You could visit some homes and practically eat off the floor. Regardless of how nasty the idea may seem, some people take their cleanliness seriously. They can’t afford to see things not kept in the rightful place, or spot dirt without thinking of their trusty cleaning agent. Meanwhile, there are those who thrive in clutter. They aren’t necessarily lazy, but just seem to work best in disorganisation.
However hard we may try to ignore it, the state of your surrounding could impact how you feel. It could take just that made bed when you return home from a long day to boost your energy. Or you could just find the sink filled with dirty plates appalling and depressing.
A single sign of disorganisation on a bad day could take you from bad to worse. This psychology of cleanliness and mental health has become the norm.
So what’s it for you? Would you rather be in a perfectly tidy place where everything is squeaky clean? Or are you more comfortable in a room cluttered with everything that makes up your daily life?
There’s nothing wrong with being clean, especially when you find it soothing. Cleaning is a form of therapy for some. It can get your mind off what’s bothering you with every wipe and every item sorted.
Also, for those who like the disorganised environment, it’s not necessarily bad. Having everything in its rightful place could be considered boring and uninspiring. Whereas, some creatives could feel anxious in a room filled with clutter. This just proves how different and unique humans are.
But at what point does cleanliness become a cause for concern?
Cleanliness is a manner of wanting to take precautions and control your environment. Those who have a nag of cleaning want to feel safer and freer in their cocoon. They also try to mitigate surprises that could cause emotional harm. This could result in a very much craved sense of organisation.
Life in itself thrives in organisation and planning. You have to set your goals and create a plan of achieving it with success at the forefront. Some people actually ‘wing’ it and then ‘make it’. It’s all the sheer unpredictability of life.

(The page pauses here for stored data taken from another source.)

impl CalibrationController {
    /// Idle controller
    pub const fn new() -> Self {
        Self { session: CalibrationSession::Idle }
    }

    /// Current session
    pub fn session(&self) -> CalibrationSession {
        self.session
    }

    /// Whether a session is running
    pub fn is_running(&self) -> bool {
        self.session != CalibrationSession::Idle
    }

    /// Begin an offset measurement
    pub fn start_offset(
        &mut self,
        aggregator: &mut SampleAggregator,
        scheduler: &mut ReportingScheduler,
    ) -> StartOutcome {
        if self.is_running() {
            return StartOutcome::AlreadyRunning;
        }
        self.begin(CalibrationSession::Offset, aggregator, scheduler);
        StartOutcome::Started
    }

    /// Begin a scaling measurement on `channel_number` (1-based)
    ///
    /// A running session makes this a no-op. Otherwise a channel number
    /// outside `1..=channel_count` is rejected before anything changes.
    pub fn start_scaling(
        &mut self,
        channel_number: u16,
        target: i32,
        aggregator: &mut SampleAggregator,
        scheduler: &mut ReportingScheduler,
    ) -> SensorResult<StartOutcome> {
        if self.is_running() {
            return Ok(StartOutcome::AlreadyRunning);
        }
        let count = aggregator.channel_count();
        if channel_number == 0 || usize::from(channel_number) > count {
            return Err(SensorError::ChannelOutOfRange { channel: channel_number, count: count as u8 });
        }
        let channel = (channel_number - 1) as u8;
        self.begin(CalibrationSession::Scaling { channel, target }, aggregator, scheduler);
        Ok(StartOutcome::Started)
    }

    fn begin(
        &mut self,
        session: CalibrationSession,
        aggregator: &mut SampleAggregator,
        scheduler: &mut ReportingScheduler,
    ) {
        scheduler.suspend();
        aggregator.set_target(AveragingTarget::Calibration);
        self.session = session;
    }

    /// Finish the running session with the averaged `record`
    ///
    /// Updates `params` and returns to idle. The aggregator goes back to its
    /// normal window and the scheduler resumes at `now` whether or not the
    /// derivation succeeded. With no session running nothing is touched and
    /// `NoCalibrationRunning` is returned.
    pub fn complete(
        &mut self,
        now: Timestamp,
        record: &Record,
        params: &mut CalibrationParams,
        aggregator: &mut SampleAggregator,
        scheduler: &mut ReportingScheduler,
    ) -> SensorResult<CalibrationOutcome> {
        let session = core::mem::take(&mut self.session);
        let outcome = match session {
            CalibrationSession::Idle => return Err(SensorError::NoCalibrationRunning),
            CalibrationSession::Offset => {
                params.set_offsets_from(record.channels());
                Ok(CalibrationOutcome::Offset)
            }
            CalibrationSession::Scaling { channel, target } => params
                .set_scaling_from(usize::from(channel), record.channels(), target)
                .map(|factor| CalibrationOutcome::Scaling { channel, factor }),
        };

        aggregator.set_target(AveragingTarget::Normal);
        scheduler.resume(now);
        outcome
    }
}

While this is one perspective, it’s becoming when you realise the impact your clean or messy habit has on your life. There’s more to it than meets the eye as it says a lot about your mental health. Whether you’re messy or clean, here’s what it says about your mental health.
What cleanliness says about your mental health
Cleanliness in itself isn’t a problem until it turns into compulsive perfectionism. When your nag for tidiness begins to interfere in your life, then it’s an issue. Sure, you can be a neat freak and use it to stay calm or manage anxiety. That’s okay.
However, when you become an obsessive cleaner who would rather wipe a table surface than go out and socialise then it’s worrisome. When it becomes an obligation that has an adverse effect on your behaviour then you’re treading on OCD -Obsessive Compulsive Disorder.
You should seek the help of your doctor – preferably a professional therapist. Another way to control this compulsiveness is to change your lifestyle. Try and find other ways to manage your anxiety.
What about me? I’m messy!
According to a 2010 research published in the scientific journal, Personality and Social Psychology Bulletin, women with cluttered homes are most likely to be depressed and fatigued. This is contrary to women who described their homes as “restful” and “restorative.”
In reality, some people just can’t find the time to clean up. In other cases, they could be overwhelmed by the mess and actually get repulsed by the sight. This is not an issue since it can be solved. Still, there are those who find the messiness soothing. It’s their way of life.
Psychoanalyst Sigmund Freud was once attributed as saying, “Don’t clean up the mess. I know exactly where everything is.” Some acclaimed people thrived in messy environments. Therefore, it does not necessarily mean you’re a disorganised freak if you don’t fancy a clean environment. Some people are their most creative and productive in such messy environments. You simply have to find what works for you.
Try de-cluttering, creating more time to be more organised and just simply nose-dive into a clean lifestyle. You may find that healthy cleanliness works for you. Otherwise, if you find it uninspiring as against working in a disorganised environment, just have a blast then!
Mental health implications of messiness
If you aren’t usually messy and suddenly drift into the messy lifestyle, then read on. Drifting from a typical neat freak to someone who cares less about tidiness implies there’s something off with you. There could be something going on in your life and it could be depression.
Being depressed makes you feel too tired or hopeless to clean up or care about cleaning up. It suddenly seems too tasking, and you care less about how your home or environment looks. If this is something you’re going through then you should reach out to an expert – preferably a counsellor.